In men, testosterone plays a key role in the development of male reproductive tissues such as the testis and prostate as well as promoting secondary sexual characteristics such as increased muscle, bone mass and the growth of body-hair. In that way testosterone is being male.

"Humans are unusual among mammals in that our offspring are dependent upon older individuals for feeding and protection for more than a decade," said Christopher W. Kuzawa, co-author of the study and associate professor of anthropology in the Weinberg College of Arts and Sciences. He also is a faculty fellow at the Institute for Policy Research at Northwestern. "Raising human offspring is such an effort that it is cooperative by necessity, and our study shows that human fathers are biologically wired to help with the job."

Past studies showing that fathers tend to have lower testosterone levels were small and not conclusive regarding whether fatherhood diminished testosterone or whether men with low testosterone in the first place were more likely to become fathers. The new study takes a novel approach by following a large group of men who were not fathers and seeing whether their hormones changed after becoming fathers.

"It’s not the case that men with lower testosterone are simply more likely to become fathers," said Lee Gettler, a doctoral candidate in anthropology at Northwestern and co-author of the study. "On the contrary, the men who started with high testosterone were more likely to become fathers, but once they did, their testosterone went down substantially.
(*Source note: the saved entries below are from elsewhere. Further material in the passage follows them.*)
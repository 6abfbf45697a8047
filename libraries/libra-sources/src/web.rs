//! Remote Libra-compatible services
//!
//! The prototype derives one instance per `http(s)://` id. Deriving fetches
//! the remote descriptor, so an unreachable service fails at enable time.

use async_trait::async_trait;
use libra_core::{
    LanguageMap, LibraError, LinkedSource, MediaType, Playable, Result, SourceType, Version,
};
use reqwest::{header, Client, StatusCode};
use serde::de::DeserializeOwned;
use std::sync::Arc;
use tracing::{debug, info};
use url::Url;

use crate::filters::SearchFilters;
use crate::settings::SourceSettings;
use crate::source::{ensure_media_type, ensure_source_type, Source, SourceDescriptor};

#[derive(Debug, Clone)]
pub struct WebSource {
    base: Option<Url>,
    id: String,
    name: String,
    version: Version,
    source_types: Vec<SourceType>,
    media_types: Vec<MediaType>,
    client: Client,
}

impl WebSource {
    /// The unbound prototype
    pub fn prototype(settings: &SourceSettings) -> Result<Self> {
        let client = Client::builder()
            .timeout(settings.http_timeout)
            .user_agent(format!("Libra/{}", env!("CARGO_PKG_VERSION")))
            .build()
            .map_err(|e| LibraError::source("web", e))?;

        Ok(Self {
            base: None,
            id: "web".to_string(),
            name: "Web".to_string(),
            version: Version::current(),
            source_types: vec![SourceType::Content, SourceType::Metadata, SourceType::Lyrics],
            media_types: vec![MediaType::Music, MediaType::Video, MediaType::Playlist],
            client,
        })
    }

    /// Instance bound to `id`, described by the service at that address
    pub async fn connect(&self, id: &str) -> Result<Self> {
        let trimmed = id.trim_end_matches('/');
        let base = Url::parse(&format!("{trimmed}/"))
            .map_err(|e| LibraError::InvalidSource(format!("{id}: {e}")))?;

        let response = self
            .client
            .get(base.clone())
            .header(header::ACCEPT, "application/json")
            .send()
            .await
            .map_err(|e| LibraError::source(trimmed, e))?;
        let descriptor: SourceDescriptor = Self::decode(trimmed, response).await?;

        info!(
            source = trimmed,
            remote_id = %descriptor.id,
            version = %descriptor.version,
            "Connected to remote source"
        );

        Ok(Self {
            base: Some(base),
            id: trimmed.to_string(),
            name: descriptor.name,
            version: descriptor.version,
            source_types: descriptor.source_types,
            media_types: descriptor.media_types,
            client: self.client.clone(),
        })
    }

    fn base(&self) -> Result<&Url> {
        self.base
            .as_ref()
            .ok_or_else(|| LibraError::InvalidSource("web prototype has no address".to_string()))
    }

    fn endpoint(&self, path: &str) -> Result<Url> {
        self.base()?
            .join(path)
            .map_err(|e| LibraError::invalid_input(format!("bad path {path:?}: {e}")))
    }

    async fn decode<T: DeserializeOwned>(source_id: &str, response: reqwest::Response) -> Result<T> {
        let response = Self::check(source_id, response)?;
        response
            .json()
            .await
            .map_err(|e| LibraError::source(source_id, format!("unreadable response: {e}")))
    }

    fn check(source_id: &str, response: reqwest::Response) -> Result<reqwest::Response> {
        match response.status() {
            status if status.is_success() => Ok(response),
            StatusCode::NOT_FOUND => Err(LibraError::not_found("remote item", response.url().as_str())),
            status => Err(LibraError::source(source_id, format!("remote returned {status}"))),
        }
    }

    async fn get_json<T: DeserializeOwned>(&self, url: Url) -> Result<T> {
        debug!(source = %self.id, %url, "GET");
        let response = self
            .client
            .get(url)
            .header(header::ACCEPT, "application/json")
            .send()
            .await
            .map_err(|e| LibraError::source(&self.id, e))?;
        Self::decode(&self.id, response).await
    }

    /// The remote id of a playable this instance produced
    fn locator_of<'a>(&self, playable: &'a Playable) -> Result<&'a str> {
        playable
            .metadata_source()
            .filter(|s| s.source_id() == self.id)
            .map(LinkedSource::locator)
            .filter(|l| !l.is_empty())
            .ok_or_else(|| {
                LibraError::invalid_input(format!(
                    "{} {:?} does not come from {}",
                    playable.kind(),
                    playable.title(),
                    self.id
                ))
            })
    }

    /// Re-address a remote playable through this instance and strip its
    /// remote identity
    fn localize(&self, mut item: Playable) -> Result<Playable> {
        let remote_id = item.id().to_string();
        let kind = item.kind();
        let content_url = self.endpoint(&format!("api/v1/{kind}/{remote_id}/content"))?;
        let metadata_source = LinkedSource::new(&self.id, &remote_id);
        let content_source = LinkedSource::new(&self.id, content_url.as_str());

        match &mut item {
            Playable::Track(t) => {
                t.id.clear();
                t.user_id.clear();
                t.metadata_source = metadata_source;
                t.content_source = content_source;
            }
            Playable::Video(v) => {
                v.id.clear();
                v.user_id.clear();
                v.metadata_source = metadata_source;
                v.content_source = content_source;
            }
            Playable::Album(a) => {
                a.id.clear();
                a.user_id.clear();
                a.metadata_source = metadata_source;
            }
            Playable::Artist(a) => {
                a.id.clear();
                a.user_id.clear();
                a.metadata_source = metadata_source;
            }
            Playable::Playlist(p) => {
                p.id.clear();
                p.user_id.clear();
                p.metadata_source = metadata_source;
            }
            Playable::User(_) => {
                return Err(LibraError::UnsupportedMediaType(kind.to_string()));
            }
        }
        Ok(item)
    }
}

/// Give `fresh` the local identity of `original`
fn keep_identity(original: &Playable, fresh: &mut Playable) {
    let (id, user_id, added) = (
        original.id().to_string(),
        original.user_id().to_string(),
        original.addition_date(),
    );
    match fresh {
        Playable::Track(t) => (t.id, t.user_id, t.addition_date) = (id, user_id, added),
        Playable::Video(v) => (v.id, v.user_id, v.addition_date) = (id, user_id, added),
        Playable::Album(a) => (a.id, a.user_id, a.addition_date) = (id, user_id, added),
        Playable::Artist(a) => (a.id, a.user_id, a.addition_date) = (id, user_id, added),
        Playable::Playlist(p) => (p.id, p.user_id, p.addition_date) = (id, user_id, added),
        Playable::User(_) => {}
    }
}

#[async_trait]
impl Source for WebSource {
    fn satisfies(&self, id: &str) -> bool {
        id.starts_with("http://") || id.starts_with("https://")
    }

    fn supports_multiple(&self) -> bool {
        self.base.is_none()
    }

    async fn derive(&self, id: &str) -> Result<Arc<dyn Source>> {
        if !self.supports_multiple() {
            return Err(LibraError::InvalidSource(format!(
                "source {} does not support multiple instances",
                self.id
            )));
        }
        Ok(Arc::new(self.connect(id).await?))
    }

    fn id(&self) -> &str {
        &self.id
    }

    fn name(&self) -> &str {
        &self.name
    }

    fn version(&self) -> Version {
        self.version.clone()
    }

    fn source_types(&self) -> &[SourceType] {
        &self.source_types
    }

    fn media_types(&self) -> &[MediaType] {
        &self.media_types
    }

    async fn search(
        &self,
        query: &str,
        limit: usize,
        page: usize,
        filters: &SearchFilters,
    ) -> Result<Vec<Playable>> {
        let types: Vec<&str> = filters.kinds().iter().map(|k| k.plural()).collect();
        let mut url = self.endpoint("api/v1/search")?;
        url.query_pairs_mut()
            .append_pair("q", query)
            .append_pair("limit", &limit.to_string())
            .append_pair("page", &page.max(1).to_string())
            .append_pair("types", &types.join(","));

        let items: Vec<Playable> = self.get_json(url).await?;
        items
            .into_iter()
            .filter(|item| !matches!(item, Playable::User(_)))
            .map(|item| self.localize(item))
            .collect()
    }

    async fn content(&self, playable: &Playable) -> Result<Vec<u8>> {
        ensure_source_type(self, SourceType::Content)?;
        ensure_media_type(self, playable.kind())?;

        let locator = playable
            .content_source()
            .filter(|s| s.source_id() == self.id)
            .map(LinkedSource::locator)
            .filter(|l| !l.is_empty())
            .map(str::to_string);
        let url = match locator {
            Some(locator) => match Url::parse(&locator) {
                Ok(url) => url,
                Err(_) => self.endpoint(&locator)?,
            },
            None => {
                let remote_id = self.locator_of(playable)?;
                self.endpoint(&format!("api/v1/{}/{remote_id}/content", playable.kind()))?
            }
        };

        debug!(source = %self.id, %url, "Downloading content");
        let response = self
            .client
            .get(url)
            .send()
            .await
            .map_err(|e| LibraError::source(&self.id, e))?;
        let bytes = Self::check(&self.id, response)?
            .bytes()
            .await
            .map_err(|e| LibraError::source(&self.id, e))?;
        Ok(bytes.to_vec())
    }

    async fn lyrics(&self, playable: &Playable) -> Result<LanguageMap> {
        ensure_media_type(self, playable.kind())?;
        let remote_id = self.locator_of(playable)?;
        let url = self.endpoint(&format!("api/v1/{}/{remote_id}/lyrics", playable.kind()))?;
        match self.get_json(url).await {
            Err(e) if e.is_not_found() => Ok(LanguageMap::new()),
            other => other,
        }
    }

    async fn complete_metadata(&self, playable: Playable) -> Result<Playable> {
        ensure_media_type(self, playable.kind())?;
        let remote_id = self.locator_of(&playable)?;
        let url = self.endpoint(&format!("api/v1/{}/{remote_id}", playable.kind()))?;

        let fetched: Playable = self.get_json(url).await?;
        if fetched.kind() != playable.kind() {
            return Err(LibraError::source(
                &self.id,
                format!("expected {}, got {}", playable.kind(), fetched.kind()),
            ));
        }
        let mut completed = self.localize(fetched)?;
        keep_identity(&playable, &mut completed);
        Ok(completed)
    }
}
Our findings suggest that this is especially true for fathers who become the most involved with child care."

The new study’s findings also suggest that fathers may experience an especially large, but temporary, decline in testosterone when they first bring home a newborn baby. "Fatherhood and the demands of having a newborn baby require many emotional, psychological and physical adjustments," Gettler said. "Our study indicates that a man’s biology can change substantially to help meet those demands."

The authors also suggest that their findings may provide insight into one reason why single men often have poorer health than married men and fathers. "If fathers have lower testosterone levels, this might protect them against certain chronic diseases as they age," Kuzawa said.

The study followed a group of 624 males aged 21.5 to 26 years old for 4.5 years in the Philippines.